**WHAT TO PRODUCE**
Copy out each line below that has the word "EngineState" in it.

**EXTRACTED ENTRIES**
=======
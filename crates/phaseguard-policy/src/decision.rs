use chrono::{DateTime, Utc};
use serde::{Deserialize, Serialize};
use std::fmt;
use std::str::FromStr;

use phaseguard_evidence::{Evidence, EvidenceClass, FreshnessContext};
use phaseguard_reason::{ReasonCode, ReasonPayload, payload_of};
use phaseguard_utils::types::{ExecutionMode, GateName, GateStatus, PhaseId};

/// The only operator input that authorizes a workspace-memory write.
pub const CONFIRMATION_PHRASE: &str = "Persist to workspace memory";

/// Payload field of an `operator_provided` record holding the phrase.
pub const CONFIRMATION_FIELD: &str = "confirmation";

/// Every artifact the engine may write durably.
#[derive(Debug, Clone, Copy, PartialEq, Eq, Hash, Serialize, Deserialize)]
#[serde(rename_all = "kebab-case")]
pub enum ArtifactKind {
    SessionState,
    RepoCache,
    RepoMapDigest,
    DecisionPack,
    BusinessRulesInventory,
    WorkspaceMemory,
}

/// How an artifact kind is governed.
#[derive(Debug, Clone, Copy, PartialEq, Eq)]
pub enum ArtifactClass {
    /// Owned by the state repository; invariant-checked elsewhere
    EngineState,
    /// Discovery output; allowed once its phase is reached and content exists
    Observational,
    /// Decisions and defaults that outlive the run
    Durable,
}

impl ArtifactKind {
    pub const ALL: [ArtifactKind; 6] = [
        Self::SessionState,
        Self::RepoCache,
        Self::RepoMapDigest,
        Self::DecisionPack,
        Self::BusinessRulesInventory,
        Self::WorkspaceMemory,
    ];

    #[must_use]
    pub const fn as_str(&self) -> &'static str {
        match self {
            Self::SessionState => "session-state",
            Self::RepoCache => "repo-cache",
            Self::RepoMapDigest => "repo-map-digest",
            Self::DecisionPack => "decision-pack",
            Self::BusinessRulesInventory => "business-rules-inventory",
            Self::WorkspaceMemory => "workspace-memory",
        }
    }

    #[must_use]
    pub const fn class(&self) -> ArtifactClass {
        match self {
            Self::SessionState => ArtifactClass::EngineState,
            Self::WorkspaceMemory => ArtifactClass::Durable,
            Self::RepoCache
            | Self::RepoMapDigest
            | Self::DecisionPack
            | Self::BusinessRulesInventory => ArtifactClass::Observational,
        }
    }

    /// Earliest phase in which the artifact may be written.
    #[must_use]
    pub const fn earliest_phase(&self) -> PhaseId {
        match self {
            Self::SessionState => PhaseId::Bootstrap,
            Self::RepoCache => PhaseId::Discovery,
            Self::RepoMapDigest | Self::BusinessRulesInventory => PhaseId::RepoDiscovery,
            Self::DecisionPack => PhaseId::DecisionPack,
            Self::WorkspaceMemory => PhaseId::ArchitectureReview,
        }
    }
}

impl fmt::Display for ArtifactKind {
    fn fmt(&self, f: &mut fmt::Formatter<'_>) -> fmt::Result {
        f.write_str(self.as_str())
    }
}

impl FromStr for ArtifactKind {
    type Err = String;

    fn from_str(s: &str) -> Result<Self, Self::Err> {
        let wanted = s.trim().to_ascii_lowercase().replace('_', "-");
        Self::ALL
            .iter()
            .copied()
            .find(|k| k.as_str() == wanted)
            .ok_or_else(|| {
                format!(
                    "Unknown artifact '{s}'. Valid artifacts: {}",
                    Self::ALL.map(|k| k.as_str()).join(", ")
                )
            })
    }
}

/// Everything a persistence decision depends on.
#[derive(Debug, Clone, Copy)]
pub struct PersistenceRequest<'a> {
    pub artifact: ArtifactKind,
    pub phase: PhaseId,
    pub execution_mode: ExecutionMode,
    /// Gate governing the current phase and its recorded status
    pub gate: GateName,
    pub gate_status: GateStatus,
    /// Operator record offered as confirmation, if any
    pub confirmation: Option<&'a Evidence>,
    pub freshness: FreshnessContext,
    pub content_len: usize,
}

/// The run's own record of where it stands.
///
/// Requests built through [`PersistenceRequest::for_run`] read the phase and
/// gate status from here rather than from the caller.
pub trait GovernedRun {
    fn current_phase(&self) -> PhaseId;
    fn governing_gate(&self) -> GateName;
    fn gate_status(&self, gate: GateName) -> GateStatus;
    fn session_started_at(&self) -> DateTime<Utc>;
}

impl<'a> PersistenceRequest<'a> {
    /// Request for `artifact` with phase, gate and session start taken from `run`.
    #[must_use]
    pub fn for_run(
        run: &impl GovernedRun,
        artifact: ArtifactKind,
        execution_mode: ExecutionMode,
        now: DateTime<Utc>,
        invocation_started_at: DateTime<Utc>,
        confirmation: Option<&'a Evidence>,
        content_len: usize,
    ) -> Self {
        let gate = run.governing_gate();
        Self {
            artifact,
            phase: run.current_phase(),
            execution_mode,
            gate,
            gate_status: run.gate_status(gate),
            confirmation,
            freshness: FreshnessContext {
                now,
                invocation_started_at,
                session_started_at: run.session_started_at(),
            },
            content_len,
        }
    }
}

#[derive(Debug, Clone, Copy, PartialEq, Eq, Serialize, Deserialize)]
#[serde(rename_all = "lowercase")]
pub enum Verdict {
    Allowed,
    Blocked,
}

#[derive(Debug, Clone, PartialEq, Eq, Serialize, Deserialize)]
pub struct PersistenceDecision {
    pub artifact: ArtifactKind,
    pub phase: PhaseId,
    pub verdict: Verdict,
    #[serde(skip_serializing_if = "Option::is_none")]
    pub reason_code: Option<ReasonCode>,
    #[serde(default, skip_serializing_if = "ReasonPayload::is_empty")]
    pub payload: ReasonPayload,
}

impl PersistenceDecision {
    #[must_use]
    pub fn is_allowed(&self) -> bool {
        self.verdict == Verdict::Allowed
    }

    fn allowed(req: &PersistenceRequest<'_>) -> Self {
        Self {
            artifact: req.artifact,
            phase: req.phase,
            verdict: Verdict::Allowed,
            reason_code: None,
            payload: ReasonPayload::new(),
        }
    }

    fn blocked(req: &PersistenceRequest<'_>, code: ReasonCode, payload: ReasonPayload) -> Self {
        Self {
            artifact: req.artifact,
            phase: req.phase,
            verdict: Verdict::Blocked,
            reason_code: Some(code),
            payload,
        }
    }
}

/// Decide whether `req` may be written. Pure and deterministic.
#[must_use]
pub fn decide(req: &PersistenceRequest<'_>) -> PersistenceDecision {
    let artifact = req.artifact.as_str();
    match req.artifact.class() {
        ArtifactClass::EngineState => PersistenceDecision::allowed(req),
        ArtifactClass::Observational => {
            if req.phase < req.artifact.earliest_phase() {
                return PersistenceDecision::blocked(
                    req,
                    ReasonCode::PersistencePhaseNotAllowed,
                    payload_of([("artifact", artifact), ("phase", req.phase.as_str())]),
                );
            }
            if req.content_len == 0 {
                return PersistenceDecision::blocked(
                    req,
                    ReasonCode::PersistenceThresholdNotMet,
                    payload_of([("artifact", artifact), ("gate", "none")]),
                );
            }
            PersistenceDecision::allowed(req)
        }
        ArtifactClass::Durable => {
            // pipeline runs can never confirm, whatever the gate says
            if req.execution_mode == ExecutionMode::Pipeline {
                return PersistenceDecision::blocked(
                    req,
                    ReasonCode::PersistencePipelineMode,
                    payload_of([("artifact", artifact)]),
                );
            }
            if req.gate_status != GateStatus::Approved {
                return PersistenceDecision::blocked(
                    req,
                    ReasonCode::PersistenceThresholdNotMet,
                    payload_of([("artifact", artifact), ("gate", req.gate.as_str())]),
                );
            }
            if !is_confirmed(req.confirmation, &req.freshness) {
                return PersistenceDecision::blocked(
                    req,
                    ReasonCode::PersistenceConfirmationRequired,
                    payload_of([("artifact", artifact)]),
                );
            }
            PersistenceDecision::allowed(req)
        }
    }
}

/// Exact phrase, in a trusted and fresh operator record. Nothing else counts.
#[must_use]
pub fn is_confirmed(confirmation: Option<&Evidence>, freshness: &FreshnessContext) -> bool {
    confirmation.is_some_and(|e| {
        e.evidence_class == EvidenceClass::OperatorProvided
            && e.verify_integrity()
            && e.freshness(freshness).is_fresh()
            && e.payload_str(CONFIRMATION_FIELD) == Some(CONFIRMATION_PHRASE)
    })
}

#[cfg(test)]
mod tests {
    use super::*;
    use chrono::Duration;
    use phaseguard_utils::test_support::fixed_now;
    use serde_json::json;

    fn fresh() -> FreshnessContext {
        FreshnessContext::starting_now(fixed_now(), fixed_now() - Duration::hours(1))
    }

    fn phrase(text: &str) -> Evidence {
        Evidence::seal(
            "op-confirm",
            EvidenceClass::OperatorProvided,
            fixed_now(),
            json!({ CONFIRMATION_FIELD: text }),
        )
        .unwrap()
    }

    fn memory_request(confirmation: Option<&Evidence>) -> PersistenceRequest<'_> {
        PersistenceRequest {
            artifact: ArtifactKind::WorkspaceMemory,
            phase: PhaseId::ArchitectureReview,
            execution_mode: ExecutionMode::Interactive,
            gate: GateName::Architecture,
            gate_status: GateStatus::Approved,
            confirmation,
            freshness: fresh(),
            content_len: 42,
        }
    }

    #[test]
    fn test_workspace_memory_with_exact_phrase_is_allowed() {
        let e = phrase(CONFIRMATION_PHRASE);
        assert!(decide(&memory_request(Some(&e))).is_allowed());
    }

    #[test]
    fn test_approximate_phrase_is_not_confirmation() {
        for text in [
            "persist to workspace memory",
            "Persist to workspace memory.",
            " Persist to workspace memory",
            "yes",
        ] {
            let e = phrase(text);
            let d = decide(&memory_request(Some(&e)));
            assert_eq!(d.reason_code, Some(ReasonCode::PersistenceConfirmationRequired), "{text}");
        }
        let d = decide(&memory_request(None));
        assert_eq!(d.reason_code, Some(ReasonCode::PersistenceConfirmationRequired));
    }

    #[test]
    fn test_pipeline_mode_always_refused() {
        let e = phrase(CONFIRMATION_PHRASE);
        let mut req = memory_request(Some(&e));
        req.execution_mode = ExecutionMode::Pipeline;
        let d = decide(&req);
        assert_eq!(d.verdict, Verdict::Blocked);
        assert_eq!(d.reason_code, Some(ReasonCode::PersistencePipelineMode));
        assert_eq!(d.payload["artifact"], "workspace-memory");
    }

    #[test]
    fn test_unapproved_gate_blocks_memory() {
        let e = phrase(CONFIRMATION_PHRASE);
        let mut req = memory_request(Some(&e));
        req.gate_status = GateStatus::Rejected;
        let d = decide(&req);
        assert_eq!(d.reason_code, Some(ReasonCode::PersistenceThresholdNotMet));
        assert_eq!(d.payload["gate"], "P5-Architecture");
    }

    #[test]
    fn test_stale_or_wrong_class_confirmation_rejected() {
        let old = Evidence::seal(
            "op-old",
            EvidenceClass::OperatorProvided,
            fixed_now() - Duration::hours(2),
            json!({ CONFIRMATION_FIELD: CONFIRMATION_PHRASE }),
        )
        .unwrap();
        assert!(!decide(&memory_request(Some(&old))).is_allowed());

        let probe = Evidence::seal(
            "probe",
            EvidenceClass::PreflightProbe,
            fixed_now(),
            json!({ CONFIRMATION_FIELD: CONFIRMATION_PHRASE }),
        )
        .unwrap();
        assert!(!decide(&memory_request(Some(&probe))).is_allowed());
    }

    #[test]
    fn test_observational_artifacts_follow_phase_and_content() {
        let mut req = memory_request(None);
        req.artifact = ArtifactKind::DecisionPack;
        req.phase = PhaseId::Discovery;
        req.execution_mode = ExecutionMode::Pipeline;
        assert_eq!(decide(&req).reason_code, Some(ReasonCode::PersistencePhaseNotAllowed));

        req.phase = PhaseId::DecisionPack;
        assert!(decide(&req).is_allowed());

        req.content_len = 0;
        assert_eq!(decide(&req).reason_code, Some(ReasonCode::PersistenceThresholdNotMet));
    }

    #[test]
    fn test_artifact_kind_parsing() {
        assert_eq!("workspace_memory".parse::<ArtifactKind>().unwrap(), ArtifactKind::WorkspaceMemory);
        assert_eq!("Repo-Cache".parse::<ArtifactKind>().unwrap(), ArtifactKind::RepoCache);
        assert!("notes".parse::<ArtifactKind>().is_err());
    }
}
=======
**SOLVED PROBLEM**
    EngineState,
            Self::SessionState => ArtifactClass::EngineState,
        ArtifactClass::EngineState => PersistenceDecision::allowed(req),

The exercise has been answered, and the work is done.